Christus wendet sich Paulus zu. Er
erbarmt sich seiner und hebt ihn auf von seiner eigenen Niedrigkeit. Das macht
Christus bei allen so. Er ist der, der sich schenkt, der begnadigt, hilft und
rettet. Er ist der, der Menschen wie Paulus und uns verbindet, verbindet die
Wunden und verbindet mit seiner eigenen Geschichte. Er ist der, der Menschen in
seiner Geschichte hineinnimmt, ihnen Anteil gibt an dem, was an und mit ihm
geschieht, in seiner Auferstehung zum neuen Leben, in seinem Begraben werden in
den Tod, in seinem Sterben für uns. Indem Paulus diesem Christus begegnete, sah
er sein Leben in ganz auch schmerzlich,, sein Lebens-Mosaik setzte sich anders
zusammen, wurde anders zusammengesetzt: Er sah sich als Sünder, dessen sich
Christus erbarmt, dessen Sünden Christus selbst in den Tod nimmt und sterben
lässt, so dass ein Neubeginn, eine Neugeburt erst möglich wird.
Empfänglich werden
Jede Geburt ist zu empfangen. Paulus
empfängt Jesus Christus. Das ist mehr als sehen, es ist sehen und gesehen
werden. Es ist, dass das, was wir empfangen, uns verändert, uns andere werden
lässt. Menschen empfangen Geschenke, Nachrichten, Gäste, Gegenstände und
Lebendiges; manchmal bleibt das Leben wie vor dem Empfangen, manchmal auch
nicht, durch ein Gast kann man Fremdes entdecken, durch eine Nachricht,
aufgerüttelt werden. Je mehr das, was wir empfangen, Leben hat, Leben in sich
und aus sich trägt, umso mehr wird das Empfangen uns verändern, uns selbst
Leben sein.
Jesus Christus wird empfangen, nicht
als Toter, nicht als Begrabener, nicht als Gegenstand, sondern als
Auferstandener und Lebendiger, als Leben. Das verändert die, die ihn empfangen,
die ihn geschenkt bekommen. Das erschließt ihnen Leben selbst, so wie für
Paulus. Er empfing Christus, und das blieb ihm nicht äußerlich, sondern gab
seinem Leben eine neue Richtung, eine Auferstehung selbst, eine neue Geburt, er
wurde geöffnet für Christus, für sein Leben, seine Geschichte, sein Tod, sein
Begraben, sein Auferstehen.
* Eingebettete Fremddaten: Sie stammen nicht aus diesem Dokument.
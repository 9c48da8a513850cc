//! Prompt assembly for the AI-backed study modes. The natural-language
//! text lives in templates as data; the code only selects and fills it.

pub mod flashcards;
pub mod persona;
pub mod prompt;
pub mod teachback;
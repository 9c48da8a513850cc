//! The teach-back study mode: the AI poses questions about a topic, the
//! student answers, and the session ends with AI-generated feedback. The
//! server holds no session state; every transition takes the transcript
//! and returns the messages to send.

use anyhow::{Error, Result};
use serde_json::json;

use crate::ai::persona::{Difficulty, GradeBand, persona};
use crate::ai::prompt::{Prompt, templates};
use crate::anthropic::{ChatMessage, Role};

/// Typing this (in any casing) ends the conversation and requests
/// feedback instead of another question.
pub const END_KEYWORD: &str = "end";

/// Shown when feedback is requested before any question was answered.
pub const NEEDS_ANSWER_MESSAGE: &str =
    "You need to answer at least one question to receive feedback.";

pub fn is_end_message(message: &str) -> bool {
    message.trim().eq_ignore_ascii_case(END_KEYWORD)
}

/// The opening prompt that seeds the conversation. Sent as a user turn;
/// it is not part of the visible transcript afterwards.
pub fn intro_prompt(topic: &str, grade: GradeBand, difficulty: Difficulty) -> Result<String, Error> {
    let spec = persona(grade, difficulty);
    let rendered = templates().render(
        &Prompt::TeachbackIntro.to_string(),
        &json!({
            "topic": topic,
            "audience": spec.audience,
            "difficulty": spec.difficulty,
            "difficulty_guidance": spec.difficulty_guidance,
        }),
    )?;
    Ok(rendered)
}

/// The nudge appended after each answer so the model asks the next
/// question without commenting on the previous answer. Not persisted in
/// the transcript.
pub fn next_question_nudge() -> Result<ChatMessage, Error> {
    let rendered = templates().render(
        &Prompt::TeachbackNextQuestion.to_string(),
        &json!({}),
    )?;
    Ok(ChatMessage::new(Role::User, &rendered))
}

/// The closing prompt that turns the transcript into feedback.
pub fn feedback_prompt(topic: &str) -> Result<String, Error> {
    let rendered = templates().render(
        &Prompt::TeachbackFeedback.to_string(),
        &json!({ "topic": topic }),
    )?;
    Ok(rendered)
}

/// How many questions the student has answered so far: user turns that
/// directly follow an assistant question count, anything else does not.
pub fn answered_questions(transcript: &[ChatMessage]) -> usize {
    transcript
        .windows(2)
        .filter(|pair| pair[0].role == Role::Assistant && pair[1].role == Role::User)
        .count()
}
Paulus nahm das auf, ließ sich davon wie erobern,
übernahm es als sein neues Leben.
Wir können das auch. Wir können Christus,
den Auferstandenen und Lebendigen, empfangen. Das ist Ostern. Heute und jeden
Tag.
Lebendiger Herr
Christus wird von Paulus, und vor ihm
schon und nach ihm von Menschen: gesehen, empfangen, verkündigt, gepredigt,
weitergegeben, angenommen, geglaubt. Alle menschliche Zeit wird umfasst von
dieser Reihe, von dieser Kette von Worten, von Jenen und Diesen, von Akten, von
Empfängnissen, von Wunderbarkeiten: Menschen leben davon, dass all dies
vorgängig ist, verheißen und erfüllt, gesagt und geglaubt, geschehen und
geschenkt. Menschen leben davon, dass als dies sie in eine Zukunft hinausweist,
weit hinausweist: dass sie selig werden, Ewigkeit schmecken, in Herrlichkeit
leben, Christus wiederkommt. Und Menschen leben davon, dass all dies Gegenwart
wird und ist, dass Christus sich jeden Moment und jetzt schenkt, für mich
stirbt, für mich begraben wird, für mich aufersteht, für mich lebt, dass er in
jeden Augenblick sich schenkt, empfänglich macht und empfangen werden kann als
lebendig.
Auf diesem ganzen Weg seiner
Gegenwart, durch Vergangenheit und Zukunft hindurch, bringt er sich, seine
Worte, seine Sätze, seine Suche, seine Fragen und Antworten, bringt er all das,
was an ihm geschieht, was er selbst tat, die Nähe und Gemeinschaft mit ihm und
seinem Gott. Auf diesem ganzen Weg der wahrhaft guten Botschaft, des
Evangeliums der rettenden Liebe Gottes erscheint er als Person, gewinnt er
Gestalt, zeichnet er sich ab und wird sichtbar, können Menschen ihn lebendig
sehen und empfangen und weitergeben.
So wie Paulus. So wie wir. Nie
unzeitig geboren, sondern zur rechten Zeit, gerade rechtzeitig: Christus
schenkt sich, einem jeden von euch, auferstanden und lebendig. Amen.